→ **Instructions for the task**
When you respond, restate each record exactly as it is given.

Collected data:
──────────

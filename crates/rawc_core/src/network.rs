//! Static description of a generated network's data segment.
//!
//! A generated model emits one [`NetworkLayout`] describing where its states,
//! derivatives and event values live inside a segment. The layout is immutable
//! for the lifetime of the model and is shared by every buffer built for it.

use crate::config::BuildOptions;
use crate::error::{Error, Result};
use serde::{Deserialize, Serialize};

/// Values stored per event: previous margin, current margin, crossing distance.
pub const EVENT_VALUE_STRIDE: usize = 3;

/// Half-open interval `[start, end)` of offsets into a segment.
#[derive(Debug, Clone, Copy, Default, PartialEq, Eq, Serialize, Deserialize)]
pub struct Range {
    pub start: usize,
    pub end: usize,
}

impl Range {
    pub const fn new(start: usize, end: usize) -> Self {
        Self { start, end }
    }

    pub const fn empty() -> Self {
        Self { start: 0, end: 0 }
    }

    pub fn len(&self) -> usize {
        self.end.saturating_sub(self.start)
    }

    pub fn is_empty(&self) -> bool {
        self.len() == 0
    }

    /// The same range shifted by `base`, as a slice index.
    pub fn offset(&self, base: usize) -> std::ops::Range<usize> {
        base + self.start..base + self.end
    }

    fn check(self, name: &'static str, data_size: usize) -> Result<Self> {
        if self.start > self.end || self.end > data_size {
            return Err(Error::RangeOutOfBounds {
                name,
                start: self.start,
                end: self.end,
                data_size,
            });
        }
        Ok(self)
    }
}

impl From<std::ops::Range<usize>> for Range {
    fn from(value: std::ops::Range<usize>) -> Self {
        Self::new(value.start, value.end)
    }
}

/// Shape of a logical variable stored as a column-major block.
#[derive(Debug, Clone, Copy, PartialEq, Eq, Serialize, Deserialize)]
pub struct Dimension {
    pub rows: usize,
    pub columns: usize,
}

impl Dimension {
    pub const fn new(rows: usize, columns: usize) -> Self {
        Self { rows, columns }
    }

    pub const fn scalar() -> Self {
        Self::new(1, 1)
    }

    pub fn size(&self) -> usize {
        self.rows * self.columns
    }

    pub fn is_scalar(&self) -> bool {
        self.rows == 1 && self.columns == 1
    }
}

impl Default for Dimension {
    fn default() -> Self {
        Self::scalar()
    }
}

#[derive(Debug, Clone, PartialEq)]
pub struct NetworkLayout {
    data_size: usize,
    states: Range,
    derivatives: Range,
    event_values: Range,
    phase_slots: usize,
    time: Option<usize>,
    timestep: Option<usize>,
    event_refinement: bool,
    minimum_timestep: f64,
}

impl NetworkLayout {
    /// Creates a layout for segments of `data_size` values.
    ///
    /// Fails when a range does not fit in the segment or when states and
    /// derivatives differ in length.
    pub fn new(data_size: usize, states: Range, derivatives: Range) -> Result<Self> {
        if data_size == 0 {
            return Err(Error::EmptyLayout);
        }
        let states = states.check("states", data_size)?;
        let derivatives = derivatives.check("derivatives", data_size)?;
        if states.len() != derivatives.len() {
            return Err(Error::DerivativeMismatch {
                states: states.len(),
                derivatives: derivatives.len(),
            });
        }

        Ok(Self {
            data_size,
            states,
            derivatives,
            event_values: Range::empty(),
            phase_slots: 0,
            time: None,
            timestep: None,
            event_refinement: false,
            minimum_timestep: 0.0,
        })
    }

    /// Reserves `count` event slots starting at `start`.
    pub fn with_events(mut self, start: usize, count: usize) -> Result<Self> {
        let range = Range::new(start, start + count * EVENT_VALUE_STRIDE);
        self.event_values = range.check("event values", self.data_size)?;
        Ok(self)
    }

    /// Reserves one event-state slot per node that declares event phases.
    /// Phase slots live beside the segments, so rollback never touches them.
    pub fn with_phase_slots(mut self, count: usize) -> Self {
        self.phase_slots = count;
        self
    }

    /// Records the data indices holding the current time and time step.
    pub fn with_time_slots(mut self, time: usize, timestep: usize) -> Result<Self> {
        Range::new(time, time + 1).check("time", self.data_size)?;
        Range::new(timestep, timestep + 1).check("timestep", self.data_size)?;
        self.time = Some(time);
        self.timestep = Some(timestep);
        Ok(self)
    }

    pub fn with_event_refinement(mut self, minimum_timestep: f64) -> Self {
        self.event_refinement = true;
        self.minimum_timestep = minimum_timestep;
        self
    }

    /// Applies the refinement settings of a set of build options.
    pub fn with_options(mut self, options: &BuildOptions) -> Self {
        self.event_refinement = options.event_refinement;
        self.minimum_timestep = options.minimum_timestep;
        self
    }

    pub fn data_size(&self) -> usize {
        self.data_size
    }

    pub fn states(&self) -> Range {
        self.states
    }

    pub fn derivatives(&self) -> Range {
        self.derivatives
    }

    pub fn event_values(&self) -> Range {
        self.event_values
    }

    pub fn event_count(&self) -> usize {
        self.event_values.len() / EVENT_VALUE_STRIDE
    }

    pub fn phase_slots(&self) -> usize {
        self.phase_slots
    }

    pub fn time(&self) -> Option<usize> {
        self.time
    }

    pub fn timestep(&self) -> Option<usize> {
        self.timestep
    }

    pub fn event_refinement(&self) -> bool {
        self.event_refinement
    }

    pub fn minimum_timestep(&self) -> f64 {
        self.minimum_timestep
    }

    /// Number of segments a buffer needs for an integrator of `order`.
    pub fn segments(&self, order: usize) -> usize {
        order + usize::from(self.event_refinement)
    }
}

──────────

→ **Finished task**
filename crates/rawc_core/src/network.rs
//! Static description of a generated network's data segment.
//!
//! A generated model emits one [`NetworkLayout`] describing where its states,
//! derivatives and event values live inside a segment. The layout is immutable
//! for the lifetime of the model and is shared by every buffer built for it.

use crate::config::BuildOptions;
use crate::error::{Error, Result};
use serde::{Deserialize, Serialize};

/// Values stored per event: previous margin, current margin, crossing distance.
pub const EVENT_VALUE_STRIDE: usize = 3;

/// Half-open interval `[start, end)` of offsets into a segment.
#[derive(Debug, Clone, Copy, Default, PartialEq, Eq, Serialize, Deserialize)]
pub struct Range {
    pub start: usize,
    pub end: usize,
}

impl Range {
    pub const fn new(start: usize, end: usize) -> Self {
        Self { start, end }
    }

    pub const fn empty() -> Self {
        Self { start: 0, end: 0 }
    }

    pub fn len(&self) -> usize {
        self.end.saturating_sub(self.start)
    }

    pub fn is_empty(&self) -> bool {
        self.len() == 0
    }

    /// The same range shifted by `base`, as a slice index.
    pub fn offset(&self, base: usize) -> std::ops::Range<usize> {
        base + self.start..base + self.end
    }

    fn check(self, name: &'static str, data_size: usize) -> Result<Self> {
        if self.start > self.end || self.end > data_size {
            return Err(Error::RangeOutOfBounds {
                name,
                start: self.start,
                end: self.end,
                data_size,
            });
        }
        Ok(self)
    }
}

impl From<std::ops::Range<usize>> for Range {
    fn from(value: std::ops::Range<usize>) -> Self {
        Self::new(value.start, value.end)
    }
}

/// Shape of a logical variable stored as a column-major block.
#[derive(Debug, Clone, Copy, PartialEq, Eq, Serialize, Deserialize)]
pub struct Dimension {
    pub rows: usize,
    pub columns: usize,
}

impl Dimension {
    pub const fn new(rows: usize, columns: usize) -> Self {
        Self { rows, columns }
    }

    pub const fn scalar() -> Self {
        Self::new(1, 1)
    }

    pub fn size(&self) -> usize {
        self.rows * self.columns
    }

    pub fn is_scalar(&self) -> bool {
        self.rows == 1 && self.columns == 1
    }
}

impl Default for Dimension {
    fn default() -> Self {
        Self::scalar()
    }
}

#[derive(Debug, Clone, PartialEq)]
pub struct NetworkLayout {
    data_size: usize,
    states: Range,
    derivatives: Range,
    event_values: Range,
    phase_slots: usize,
    time: Option<usize>,
    timestep: Option<usize>,
    event_refinement: bool,
    minimum_timestep: f64,
}

impl NetworkLayout {
    /// Creates a layout for segments of `data_size` values.
    ///
    /// Fails when a range does not fit in the segment or when states and
    /// derivatives differ in length.
    pub fn new(data_size: usize, states: Range, derivatives: Range) -> Result<Self> {
        if data_size == 0 {
            return Err(Error::EmptyLayout);
        }
        let states = states.check("states", data_size)?;
        let derivatives = derivatives.check("derivatives", data_size)?;
        if states.len() != derivatives.len() {
            return Err(Error::DerivativeMismatch {
                states: states.len(),
                derivatives: derivatives.len(),
            });
        }

        Ok(Self {
            data_size,
            states,
            derivatives,
            event_values: Range::empty(),
            phase_slots: 0,
            time: None,
            timestep: None,
            event_refinement: false,
            minimum_timestep: 0.0,
        })
    }

    /// Reserves `count` event slots starting at `start`.
    pub fn with_events(mut self, start: usize, count: usize) -> Result<Self> {
        let range = Range::new(start, start + count * EVENT_VALUE_STRIDE);
        self.event_values = range.check("event values", self.data_size)?;
        Ok(self)
    }

    /// Reserves one event-state slot per node that declares event phases.
    /// Phase slots live beside the segments, so rollback never touches them.
    pub fn with_phase_slots(mut self, count: usize) -> Self {
        self.phase_slots = count;
        self
    }

    /// Records the data indices holding the current time and time step.
    pub fn with_time_slots(mut self, time: usize, timestep: usize) -> Result<Self> {
        Range::new(time, time + 1).check("time", self.data_size)?;
        Range::new(timestep, timestep + 1).check("timestep", self.data_size)?;
        self.time = Some(time);
        self.timestep = Some(timestep);
        Ok(self)
    }

    pub fn with_event_refinement(mut self, minimum_timestep: f64) -> Self {
        self.event_refinement = true;
        self.minimum_timestep = minimum_timestep;
        self
    }

    /// Applies the refinement settings of a set of build options.
    pub fn with_options(mut self, options: &BuildOptions) -> Self {
        self.event_refinement = options.event_refinement;
        self.minimum_timestep = options.minimum_timestep;
        self
    }

    pub fn data_size(&self) -> usize {
        self.data_size
    }

    pub fn states(&self) -> Range {
        self.states
    }

    pub fn derivatives(&self) -> Range {
        self.derivatives
    }

    pub fn event_values(&self) -> Range {
        self.event_values
    }

    pub fn event_count(&self) -> usize {
        self.event_values.len() / EVENT_VALUE_STRIDE
    }

    pub fn phase_slots(&self) -> usize {
        self.phase_slots
    }

    pub fn time(&self) -> Option<usize> {
        self.time
    }

    pub fn timestep(&self) -> Option<usize> {
        self.timestep
    }

    pub fn event_refinement(&self) -> bool {
        self.event_refinement
    }

    pub fn minimum_timestep(&self) -> f64 {
        self.minimum_timestep
    }

    /// Number of segments a buffer needs for an integrator of `order`.
    pub fn segments(&self, order: usize) -> usize {
        order + usize::from(self.event_refinement)
    }
}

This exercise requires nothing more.